Los Viajes de Sullivan narra el peregrinaje de un exitoso director de Hollywood que, cansado de realizar comedias y musicales, decide adentrarse en un tipo de cine más social y mostrar al mundo la miseria que se esconde tras ese falso universo de lujo que solían representar las grandes estrellas del Séptimo Arte. El país justo acababa de salir de la Gran Depresión. Las secuelas de la misma eran palpables. Miles de personas sin techo malvivían como podían de la caridad y el hurto. Hete aquí cuando John L. Lloyd Sullivan (Sully para los amigos), ese afamado realizador protegido por los grandes estudios, decidió dar un vuelco a su carrera y adentrarse en ambientes desconocidos para él. El hambre y la pobreza eran el leitmotiv de su próximo film y, para ello, con la sana intención de documentarse, estaba decidido a vivir en carne propia los sentimientos de un vagabundo.
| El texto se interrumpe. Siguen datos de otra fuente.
use std::io::{IsTerminal, Write};

use clap::ValueEnum;
use comfy_table::{presets::UTF8_FULL, ContentArrangement, Table};
use pipemux_protocol::{Headers, ReceiveResponse, CONTENT_TYPE};
use serde::Serialize;

#[derive(Clone, Debug, Copy, ValueEnum)]
pub enum OutputFormat {
    Json,
    Table,
    Pretty,
    Raw,
}

impl OutputFormat {
    pub fn default_for_stdout() -> Self {
        if std::io::stdout().is_terminal() {
            Self::Table
        } else {
            Self::Json
        }
    }
}

#[derive(Serialize)]
struct FeedOutput<'a> {
    id: u8,
    headers: &'a Headers,
    size: usize,
    body: String,
}

#[derive(Serialize)]
struct ResponseOutput<'a> {
    status: u16,
    headers: &'a Headers,
    feeds: Vec<FeedOutput<'a>>,
}

pub fn print_response(response: &ReceiveResponse, format: OutputFormat) {
    match format {
        OutputFormat::Json => {
            let out = ResponseOutput {
                status: response.status,
                headers: &response.headers,
                feeds: response
                    .feeds
                    .iter()
                    .map(|feed| FeedOutput {
                        id: feed.id,
                        headers: &feed.headers,
                        size: feed.content.len(),
                        body: body_preview(&feed.content),
                    })
                    .collect(),
            };
            println!(
                "{}",
                serde_json::to_string(&out).unwrap_or_else(|_| "{}".to_string())
            );
        }
        OutputFormat::Table => {
            let mut table = Table::new();
            table
                .load_preset(UTF8_FULL)
                .set_content_arrangement(ContentArrangement::Dynamic)
                .set_header(vec!["STATUS", "FEED", "TYPE", "SIZE", "BODY"]);
            if response.feeds.is_empty() {
                table.add_row(vec![
                    response.status.to_string(),
                    "-".to_string(),
                    "-".to_string(),
                    "0".to_string(),
                    String::new(),
                ]);
            }
            for feed in &response.feeds {
                table.add_row(vec![
                    response.status.to_string(),
                    feed.id.to_string(),
                    content_type(&feed.headers).to_string(),
                    feed.content.len().to_string(),
                    body_preview(&feed.content),
                ]);
            }
            println!("{table}");
        }
        OutputFormat::Pretty => {
            println!(
                "status={} headers={} feeds={}",
                response.status,
                response.headers.len(),
                response.feeds.len()
            );
            for feed in &response.feeds {
                println!(
                    "feed={} type={} size={} body={}",
                    feed.id,
                    content_type(&feed.headers),
                    feed.content.len(),
                    body_preview(&feed.content)
                );
            }
        }
        OutputFormat::Raw => {
            if let Some(feed) = response.feeds.first() {
                print_raw(&feed.content);
            }
        }
    }
}

pub fn print_raw(data: &[u8]) {
    let mut out = std::io::stdout();
    let _ = out.write_all(data);
    let _ = out.flush();
}

fn content_type(headers: &Headers) -> &str {
    headers.get(CONTENT_TYPE).map_or("-", String::as_str)
}

fn body_preview(body: &[u8]) -> String {
    match std::str::from_utf8(body) {
        Ok(text) => text.to_string(),
        Err(_) => format!("<binary {} bytes>", body.len()),
    }
}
Un divertido Joel McCrea, antes de convertirse en uno de los cowboys por excelencia de Hollywood, da vida al concienciado Sully, ese cineasta que se lía la manta a la cabeza y, durante una temporada, guarda sus caros ropajes en su armario de Beverly Hills para ejercer de trotamundos, alejado de los estudios y ataviado con sucios y raídos harapos. Sus representantes no ven con buenos ojos la idea pero, ante la testarudez del hombre, deciden hacer mutis por el foro. De hecho, la única persona que le va a respaldar es una joven pizpireta que, frustrada en su intentona de convertirse en actriz cinematográfica, iba a regresar a su casa sin un billete en los bolsillos.
Ella, La Chica (pues este es también el escueto y definitorio nombre de su personaje), es Verónica Lake; una Lake jovencísima, muy alejada de aquellas damas pérfidas a las que solía representar y que la convirtieron en el icono por excelencia de la femme fatale. Una Lake mucho más delicada e inocente, aunque también sensual y atractiva y, al mismo tiempo, capaz de travestirse en muchachito con la finalidad de acompañar a John L. Lloyd Sullivan en su extravagante periplo.
Los Viajes de Sullivan se inicia a modo de comedia, muy a la Capra y adornada con múltiples guiños al cine de la época. Su guión es fresco, su ritmo ágil y los diálogos trepidantes e ingeniosos. Las idas y venidas, siempre frustradas, de un Sully que parece marcado por el sino de Hollywood, son su seña de identidad. Nada es como se había planteado y, en el fondo, su subconsciente no le deja abandonar la riqueza que le rodea. Lubitsch y el citado Capra son sus más claras influencias. Después, en el último tercio, el film deriva hacia el melodrama. La opulencia da paso a la miseria. Los objetivos del cineasta concienciado por fin empiezan a cumplirse. El hambre, el frío y la delincuencia cobran un protagonismo especial. El sentido del humor ha desaparecido por completo.
Justo entonces es cuando Sturges aprovecha para reivindicar la comedia como gran género: la terapia ideal para huir de la realidad. Disney y Mickey Mouse son los portadores de tal demanda. El dolor está en la calle y, para paliarlo, nada mejor que unas risas. El contraste en la película resulta más que evidente.
A buen seguro, Blake Edwards, Billy Wilder y otros inmensos comediantes por el estilo, creyeron en los consejos de Los Viajes de Sullivan, un clasicazo como la copa de un pino.